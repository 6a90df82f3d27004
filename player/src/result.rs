use crate::game::{HitRecord, JudgementCounts};
use serde::{Deserialize, Serialize};
use std::fmt;

/// Recommended offsets never leave this range
pub const MAX_OFFSET_MS: i32 = 200;
/// Average deviation below this is reported as fine
const HINT_TOLERANCE_MS: f32 = 10.0;

/// Final (or live) outcome of a play session
#[derive(Debug, Clone, PartialEq, Serialize, Deserialize)]
pub struct PlayResult {
    pub score: u32,
    pub max_score: u32,
    pub combo: u32,
    pub max_combo: u32,
    pub counts: JudgementCounts,
    pub hit_errors: Vec<f32>,
    pub hit_log: Vec<HitRecord>,
}

impl PlayResult {
    pub fn accuracy(&self) -> f32 {
        accuracy(self.score, self.max_score)
    }

    pub fn rank(&self) -> Rank {
        Rank::from_score(self.score, self.max_score)
    }

    pub fn error_stats(&self) -> ErrorStats {
        ErrorStats::from_errors(&self.hit_errors)
    }
}

/// Score as a percentage of the maximum
pub fn accuracy(score: u32, max_score: u32) -> f32 {
    if max_score == 0 {
        0.0
    } else {
        score as f32 / max_score as f32 * 100.0
    }
}

#[derive(Debug, Clone, Copy, PartialEq, Eq, PartialOrd, Ord, Serialize, Deserialize)]
pub enum Rank {
    S,
    A,
    B,
    C,
    D,
}

impl Rank {
    pub fn from_score(score: u32, max_score: u32) -> Self {
        let rate = if max_score == 0 {
            0.0
        } else {
            score as f64 / max_score as f64
        };
        if rate >= 0.95 {
            Rank::S
        } else if rate >= 0.90 {
            Rank::A
        } else if rate >= 0.80 {
            Rank::B
        } else if rate >= 0.70 {
            Rank::C
        } else {
            Rank::D
        }
    }
}

impl fmt::Display for Rank {
    fn fmt(&self, f: &mut fmt::Formatter<'_>) -> fmt::Result {
        let s = match self {
            Rank::S => "S",
            Rank::A => "A",
            Rank::B => "B",
            Rank::C => "C",
            Rank::D => "D",
        };
        f.pad(s)
    }
}

/// Timing error summary in milliseconds
#[derive(Debug, Clone, Copy, Default, PartialEq, Serialize, Deserialize)]
pub struct ErrorStats {
    pub avg_abs_ms: f32,
    pub avg_signed_ms: f32,
}

impl ErrorStats {
    /// From signed errors in seconds; zeros when there are none
    pub fn from_errors(errors: &[f32]) -> Self {
        if errors.is_empty() {
            return Self::default();
        }
        let n = errors.len() as f32;
        let sum: f32 = errors.iter().sum();
        let sum_abs: f32 = errors.iter().map(|e| e.abs()).sum();
        Self {
            avg_abs_ms: sum_abs / n * 1000.0,
            avg_signed_ms: sum / n * 1000.0,
        }
    }
}

/// New input offset that cancels the average deviation of `deltas_ms`.
///
/// `None` without samples.
pub fn recommend_offset(current_offset_ms: i32, deltas_ms: &[f32]) -> Option<i32> {
    if deltas_ms.is_empty() {
        return None;
    }
    let avg = deltas_ms.iter().sum::<f32>() / deltas_ms.len() as f32;
    let offset = (current_offset_ms as f32 - avg).round() as i32;
    Some(offset.clamp(-MAX_OFFSET_MS, MAX_OFFSET_MS))
}

#[derive(Debug, Clone, Copy, PartialEq, Eq)]
pub enum OffsetHint {
    /// Hits land late; lower the offset by this many ms
    Late(i32),
    /// Hits land early; raise the offset by this many ms
    Early(i32),
    Good,
}

pub fn offset_hint(avg_signed_ms: f32) -> OffsetHint {
    if avg_signed_ms > HINT_TOLERANCE_MS {
        OffsetHint::Late(avg_signed_ms.round() as i32)
    } else if avg_signed_ms < -HINT_TOLERANCE_MS {
        OffsetHint::Early((-avg_signed_ms).round() as i32)
    } else {
        OffsetHint::Good
    }
}

impl fmt::Display for OffsetHint {
    fn fmt(&self, f: &mut fmt::Formatter<'_>) -> fmt::Result {
        match self {
            OffsetHint::Late(ms) => write!(f, "Hits are late on average; lower the offset by {} ms", ms),
            OffsetHint::Early(ms) => write!(f, "Hits are early on average; raise the offset by {} ms", ms),
            OffsetHint::Good => write!(f, "Offset looks good"),
        }
    }
}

• Work item: Scan the records above for the word "Hits". Copy each line that has it.

• Response:
    /// Hits land late; lower the offset by this many ms
    /// Hits land early; raise the offset by this many ms
            OffsetHint::Late(ms) => write!(f, "Hits are late on average; lower the offset by {} ms", ms),
            OffsetHint::Early(ms) => write!(f, "Hits are early on average; raise the offset by {} ms", ms),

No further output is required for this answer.